What will it contain and what are the flashpoints?
There’s a reason this Bill has been kept under wraps—it’s likely to be prove deeply unpopular with some MPs. It needs to:
– Give ministers powers to pay the negotiated financial settlement – Restore parts of the European Communities Act (the UK law implementing EU membership) for the duration of the transition period—preserving the jurisdiction of the European Court of Justice. – Give the Withdrawal Agreement—and any EU law within it—a form of continued “supremacy” over UK law – Put the citizens’ rights provisions into UK law and create an “independent monitoring authority” to ensure the UK complies – Provide for a process for implementing the backstop if needed
If the Bill survives second reading—a simple yes or no vote on the principle of the Bill—MPs will be able to table amendments. At that point, it’s possible a whole host of changes will be suggested by parliamentarians.

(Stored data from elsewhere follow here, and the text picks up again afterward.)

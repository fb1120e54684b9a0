//! Rendering tests for the add-user form.

use super::user_form::{UserForm, UserFormProps};
use shared::DraftField;
use strum::IntoEnumIterator;
use wasm_bindgen_test::*;
use yew::{Callback, LocalServerRenderer};

wasm_bindgen_test_configure!(run_in_browser);

async fn render() -> String {
    LocalServerRenderer::<UserForm>::with_props(UserFormProps {
        on_add: Callback::noop(),
    })
    .render()
    .await
}

/// The attribute text of every `<input>` tag, in document order.
fn input_tags(rendered: &str) -> Vec<&str> {
    rendered
        .split("<input")
        .skip(1)
        .filter_map(|rest| rest.split('>').next())
        .collect()
}

fn tag_for<'a>(tags: &[&'a str], field: DraftField) -> &'a str {
    let name = format!("name=\"{}\"", field.key());
    tags.iter()
        .copied()
        .find(|tag| tag.contains(&name))
        .unwrap_or_else(|| panic!("no input for {field}"))
}

#[wasm_bindgen_test]
async fn renders_one_input_per_field() {
    let rendered = render().await;
    let tags = input_tags(&rendered);

    assert_eq!(tags.len(), 12);
    assert!(rendered.contains("Add New User"));
    assert!(rendered.contains("type=\"submit\""));
}

#[wasm_bindgen_test]
async fn only_catch_phrase_and_bs_are_optional() {
    let rendered = render().await;
    let tags = input_tags(&rendered);

    for field in DraftField::iter() {
        let tag = tag_for(&tags, field);
        assert_eq!(tag.contains("required"), field.is_required(), "{field}");
    }
    assert_eq!(tags.iter().filter(|tag| tag.contains("required")).count(), 10);
    assert!(!tag_for(&tags, DraftField::CatchPhrase).contains("required"));
    assert!(!tag_for(&tags, DraftField::Bs).contains("required"));
}

#[wasm_bindgen_test]
async fn email_input_uses_email_type() {
    let rendered = render().await;
    let tags = input_tags(&rendered);

    assert!(tag_for(&tags, DraftField::Email).contains("type=\"email\""));
    for field in DraftField::iter().filter(|f| *f != DraftField::Email) {
        assert!(tag_for(&tags, field).contains("type=\"text\""), "{field}");
    }
}

#[wasm_bindgen_test]
async fn inputs_carry_placeholders() {
    let rendered = render().await;
    let tags = input_tags(&rendered);

    assert!(tag_for(&tags, DraftField::CompanyName).contains("placeholder=\"Company Name\""));
    assert!(tag_for(&tags, DraftField::Bs).contains("placeholder=\"Business Specialty (bs)\""));
}
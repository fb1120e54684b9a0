#![cfg_attr(not(test), forbid(unsafe_code))]
#![deny(warnings, clippy::pedantic)]
//! Domain core for User Cards: the user schema, the page-scoped directory
//! store with its filter/sort derivation, and the gateway that loads the
//! initial collection.

pub mod config;
pub mod directory;
pub mod gateway;
pub mod models;

pub use config::{ConfigError, DirectoryConfig};
pub use directory::{ListAction, ListState, SortKey};
pub use gateway::{FetchError, FetchResult, UserGateway};
pub use models::{Address, Company, DraftField, FieldPathError, NewUserDraft, User};
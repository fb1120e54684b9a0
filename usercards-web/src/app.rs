//! Root component and startup fetch.

use crate::api::load_directory;
use crate::components::Loading;
use crate::config::FrontendConfig;
use crate::models::app_state::{AppState, Bootstrap};
use crate::pages::{DirectoryPage, ErrorPage};
use wasm_bindgen_futures::spawn_local;
use yew::{Html, Properties, function_component, html, use_effect_with};
use yewdux::prelude::use_store;

/// Runs the initial fetch once, then renders the directory or the fault view.
#[function_component(App)]
pub fn app() -> Html {
    let (store_state, store_dispatch) = use_store::<AppState>();

    {
        let store_dispatch = store_dispatch.clone();
        use_effect_with((), move |_| {
            spawn_local(async move {
                let config = FrontendConfig::new();
                let state = match load_directory(&config).await {
                    Ok(users) => AppState::loaded(users),
                    Err(err) => AppState::failed(err),
                };
                store_dispatch.set(state);
            });
            || ()
        });
    }

    html! { <BootstrapView bootstrap={store_state.bootstrap.clone()} /> }
}

/// Properties for [`BootstrapView`].
#[derive(Properties, PartialEq)]
pub struct BootstrapViewProps {
    /// Outcome of the startup fetch.
    pub bootstrap: Bootstrap,
}

/// Picks the page for the current fetch outcome. A failure renders only the
/// fault view.
#[function_component(BootstrapView)]
pub fn bootstrap_view(props: &BootstrapViewProps) -> Html {
    match &props.bootstrap {
        Bootstrap::Pending => html! { <Loading /> },
        Bootstrap::Failed(error) => html! { <ErrorPage error={error.clone()} /> },
        Bootstrap::Ready => html! { <DirectoryPage /> },
    }
}
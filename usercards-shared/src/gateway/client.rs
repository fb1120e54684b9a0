//! HTTP client for the user listing.

use reqwest::Client;
use tracing::{debug, info, warn};
use url::Url;

use crate::config::DirectoryConfig;
use crate::models::User;

use super::errors::{FetchError, FetchResult};

/// Reads the initial user collection from the listing endpoint.
///
/// One `GET` per call; no retries and no caching.
#[derive(Clone, Debug)]
pub struct UserGateway {
    endpoint: Url,
    client: Client,
}

impl UserGateway {
    /// Build a gateway for the configured endpoint.
    ///
    /// # Errors
    /// [`FetchError::Endpoint`] when the endpoint fails validation.
    pub fn new(config: &DirectoryConfig) -> FetchResult<Self> {
        let endpoint = config.validate()?;
        Ok(Self {
            endpoint,
            client: Client::new(),
        })
    }

    /// The endpoint this gateway reads from.
    #[must_use]
    pub fn endpoint(&self) -> &Url {
        &self.endpoint
    }

    /// Fetch every user from the endpoint.
    ///
    /// # Errors
    /// * [`FetchError::Transport`] when the request cannot be completed
    /// * [`FetchError::Status`] on any non-2xx response
    /// * [`FetchError::Decode`] when the body is not a JSON array of users
    pub async fn fetch_users(&self) -> FetchResult<Vec<User>> {
        debug!(endpoint = %self.endpoint, "fetching users");

        let response = self
            .client
            .get(self.endpoint.clone())
            .send()
            .await
            .map_err(|err| {
                warn!(endpoint = %self.endpoint, error = %err, "user listing request failed");
                FetchError::transport(err)
            })?;

        let status = response.status();
        if !status.is_success() {
            warn!(endpoint = %self.endpoint, status = status.as_u16(), "user listing returned an error status");
            return Err(FetchError::status(status.as_u16()));
        }

        let body = response.text().await.map_err(FetchError::transport)?;
        let users: Vec<User> = serde_json::from_str(&body).map_err(|err| {
            warn!(endpoint = %self.endpoint, error = %err, "user listing body is not a user array");
            FetchError::decode(err)
        })?;

        info!(count = users.len(), "fetched users");
        Ok(users)
    }
}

A leaked “war-gaming” exercise, run by the government to understand possible amendments, suggests there are a number of possible flashpoints. One example is the financial settlement, where MPs could request that payments to the EU are dependent on negotiating a future trade deal. Parliament’s role in the future relationship negotiations is also likely to feature, with the government already claiming to be open to…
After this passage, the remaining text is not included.